→ **DESCRIPTION OF THE TASK**: Your answer should be one number: how many lines of the data include the string "required"?

Top of LISTED ENTRIES

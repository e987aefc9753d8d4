//! The application under test
//!
//! Every route renders `TestComponent` unless noted, through the session and
//! protocol middleware, with a recording renderer around Tera templates.

use std::sync::Arc;

use async_trait::async_trait;
use inertia::core::CLEAR_HISTORY_SESSION_KEY;
use inertia::test::{RecordingRenderer, TestClient};
use inertia::{
	Error, FieldErrors, Form, Handler, Inertia, InertiaConfig, InertiaListView, InertiaMiddleware,
	InertiaResponse, InertiaView, MiddlewareChain, Props, Request, Response, Result, Session,
	SessionMiddleware, ShareMiddleware, SsrClient, TeraRenderer, ViewOutput, callable,
	clear_history, defer, encrypt_history, inertia_validate, lazy, location, merge, optional,
};
use serde::Deserialize;

use crate::models::{Sport, sports};

pub const COMPONENT: &str = "TestComponent";

/// Layout for first loads without pre-rendering.
pub const LAYOUT: &str = "<!DOCTYPE html>\n<html>\n<body>\n{{ inertia | safe }}\n</body>\n</html>\n";

/// Layout filled with pre-render output.
pub const SSR_LAYOUT: &str =
	"<!DOCTYPE html>\n<html>\n<head>head--{{ head | safe }}--head</head>\n<body>{{ body | safe }}</body>\n</html>\n";

/// Default configuration for the app: version `1.0`, Tera layouts
pub fn test_config() -> InertiaConfig {
	InertiaConfig::default()
		.with_layout("layout.html")
		.with_ssr_template("ssr.html")
}

/// Handler built from a plain function
struct FnHandler<F>(F);

#[async_trait]
impl<F> Handler for FnHandler<F>
where
	F: Fn(&Request) -> Result<Response> + Send + Sync,
{
	async fn handle(&self, request: Request) -> Result<Response> {
		(self.0)(&request)
	}
}

fn plain<F>(f: F) -> Arc<dyn Handler>
where
	F: Fn(&Request) -> Result<Response> + Send + Sync + 'static,
{
	Arc::new(FnHandler(f))
}

/// Exact-path router
struct Routes {
	routes: Vec<(&'static str, Arc<dyn Handler>)>,
}

#[async_trait]
impl Handler for Routes {
	async fn handle(&self, request: Request) -> Result<Response> {
		let path = request.path().to_string();
		match self.routes.iter().find(|(route, _)| *route == path) {
			Some((_, handler)) => handler.handle(request).await,
			None => Err(Error::NotFound(format!("No route for {}", path))),
		}
	}
}

#[derive(Debug, Deserialize)]
struct SignupForm {
	#[serde(default)]
	name: String,
	#[serde(default)]
	email: String,
}

impl Form for SignupForm {
	type Cleaned = (String, String);

	fn clean(&self) -> std::result::Result<Self::Cleaned, FieldErrors> {
		let mut errors = FieldErrors::new();
		if self.name.trim().is_empty() {
			errors.insert("name".into(), vec!["This field is required.".into()]);
		}
		if !self.email.contains('@') {
			errors.insert(
				"email".into(),
				vec![
					"Enter a valid email address.".into(),
					"Email is required.".into(),
				],
			);
		}
		if errors.is_empty() {
			Ok((self.name.trim().to_string(), self.email.clone()))
		} else {
			Err(errors)
		}
	}
}

/// The assembled application and its inspection points
pub struct TestApp {
	pub handler: Arc<dyn Handler>,
	pub renderer: RecordingRenderer,
	pub inertia: Arc<Inertia>,
}

impl TestApp {
	/// Client for direct browser visits
	pub fn client(&self) -> TestClient {
		TestClient::new(self.handler.clone())
	}

	/// Client for protocol visits
	pub fn inertia_client(&self) -> TestClient {
		TestClient::inertia(self.handler.clone())
	}
}

/// Build the app with `config`
pub fn build_app(config: InertiaConfig) -> TestApp {
	build_app_with_ssr(config, None)
}

/// Build the app, replacing the pre-render client when `ssr` is given
pub fn build_app_with_ssr(config: InertiaConfig, ssr: Option<Arc<dyn SsrClient>>) -> TestApp {
	let templates = TeraRenderer::from_templates([("layout.html", LAYOUT), ("ssr.html", SSR_LAYOUT)])
		.expect("test templates parse");
	let renderer = RecordingRenderer::wrapping(Arc::new(templates));

	let mut inertia = Inertia::new(config.clone())
		.expect("negotiator builds")
		.with_templates(Arc::new(renderer.clone()));
	if let Some(ssr) = ssr {
		inertia = inertia.with_ssr_client(ssr);
	}
	let inertia = Arc::new(inertia);

	let handler = MiddlewareChain::new(Arc::new(routes(&inertia)))
		.with_middleware(Arc::new(SessionMiddleware::default()))
		.with_middleware(Arc::new(InertiaMiddleware::new(config)));

	TestApp {
		handler: Arc::new(handler),
		renderer,
		inertia,
	}
}

fn page<F>(inertia: &Arc<Inertia>, f: F) -> Arc<dyn Handler>
where
	F: Fn(&Request) -> Result<ViewOutput> + Send + Sync + 'static,
{
	Arc::new(InertiaView::new(inertia.clone(), COMPONENT, f))
}

fn props(props: Props) -> Result<ViewOutput> {
	Ok(ViewOutput::Props(props))
}

fn routes(inertia: &Arc<Inertia>) -> Routes {
	let share_view: Arc<dyn Handler> = Arc::new(
		MiddlewareChain::new(page(inertia, |_| props(Props::new().with("name", "Brandon"))))
			.with_middleware(Arc::new(ShareMiddleware::new(|_| {
				Ok(Props::new()
					.with("position", callable(|| "goalie"))
					.with("number", 29))
			}))),
	);

	let sports_view: Arc<dyn Handler> = Arc::new(
		InertiaListView::new(inertia.clone(), "Sports", |_: &Request| Ok(sports()))
			.with_fields(["id", "name"])
			.with_context_object_name("sports"),
	);

	let empty_sports: Arc<dyn Handler> = Arc::new(
		InertiaListView::new(inertia.clone(), "Sports", |_: &Request| Ok(Vec::<Sport>::new()))
			.with_fields(["id", "name"])
			.with_allow_empty(false),
	);

	Routes {
		routes: vec![
			("/test/", plain(|_| Ok(Response::ok().with_body("Hey good stuff")))),
			("/empty/", page(inertia, |_| props(Props::new()))),
			("/redirect/", plain(|_| Ok(Response::temporary_redirect("/empty/")))),
			(
				"/inertia-redirect/",
				page(inertia, |_| Ok(ViewOutput::from(Response::temporary_redirect("/empty/")))),
			),
			(
				"/external-redirect/",
				plain(|request| Ok(location(request, "http://foobar.com/"))),
			),
			(
				"/props/",
				page(inertia, |_| {
					props(Props::new().with("name", "Brandon").with("sport", "Hockey"))
				}),
			),
			(
				"/template_data/",
				page(inertia, |_| {
					Ok(ViewOutput::from(
						InertiaResponse::new(COMPONENT)
							.with_template_data("name", "Brian")
							.with_template_data("sport", "Basketball"),
					))
				}),
			),
			(
				"/lazy/",
				page(inertia, |_| {
					props(
						Props::new()
							.with("name", "Brian")
							.with("sport", lazy(|| "Basketball"))
							.with("grit", lazy(|| "intense")),
					)
				}),
			),
			(
				"/optional/",
				page(inertia, |_| {
					props(
						Props::new()
							.with("name", "Brian")
							.with("sport", optional(|| "Basketball"))
							.with("grit", optional(|| "intense")),
					)
				}),
			),
			(
				"/defer/",
				page(inertia, |_| {
					props(
						Props::new()
							.with("name", "Brian")
							.with("sport", defer(|| "Basketball")),
					)
				}),
			),
			(
				"/defer-group/",
				page(inertia, |_| {
					props(
						Props::new()
							.with("name", "Brian")
							.with("sport", defer(|| "Basketball").group("group"))
							.with("team", defer(|| "Bulls").group("group"))
							.with("grit", defer(|| "intense")),
					)
				}),
			),
			(
				"/merge/",
				page(inertia, |_| {
					props(
						Props::new()
							.with("name", "Brandon")
							.with("sport", merge(|| "Hockey"))
							.with("team", defer(|| "Penguins").merge(true)),
					)
				}),
			),
			(
				"/complex-props/",
				page(inertia, |_| {
					props(Props::new().with(
						"person",
						Props::new().with("name", callable(|| "Brandon")),
					))
				}),
			),
			("/share/", share_view),
			(
				"/encrypt-history/",
				page(inertia, |request| {
					encrypt_history(request, true);
					props(Props::new())
				}),
			),
			(
				"/no-encrypt-history/",
				page(inertia, |request| {
					encrypt_history(request, false);
					props(Props::new())
				}),
			),
			(
				"/clear-history/",
				page(inertia, |request| {
					clear_history(request)?;
					props(Props::new())
				}),
			),
			(
				"/clear-history-redirect/",
				page(inertia, |request| {
					clear_history(request)?;
					Ok(ViewOutput::from(Response::temporary_redirect("/empty/")))
				}),
			),
			(
				"/clear-history-type-error/",
				page(inertia, |request| {
					if let Some(session) = Session::from_request(request) {
						session.set(CLEAR_HISTORY_SESSION_KEY, "foo")?;
					}
					props(Props::new())
				}),
			),
			(
				"/form/",
				page(inertia, |request| {
					if request.method != inertia::http::Method::GET {
						let form: SignupForm = serde_json::from_slice(&request.body)?;
						let (name, _) =
							inertia_validate(&form, Response::temporary_redirect("/form/"))?;
						tracing::debug!(name = %name, "Signup accepted");
						return Ok(ViewOutput::from(Response::temporary_redirect("/empty/")));
					}
					props(Props::new())
				}),
			),
			("/sports/", sports_view),
			("/no-sports/", empty_sports),
		],
	}
}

Bottom of LISTED ENTRIES

→ **ANSWER TO THE PROBLEM**: 2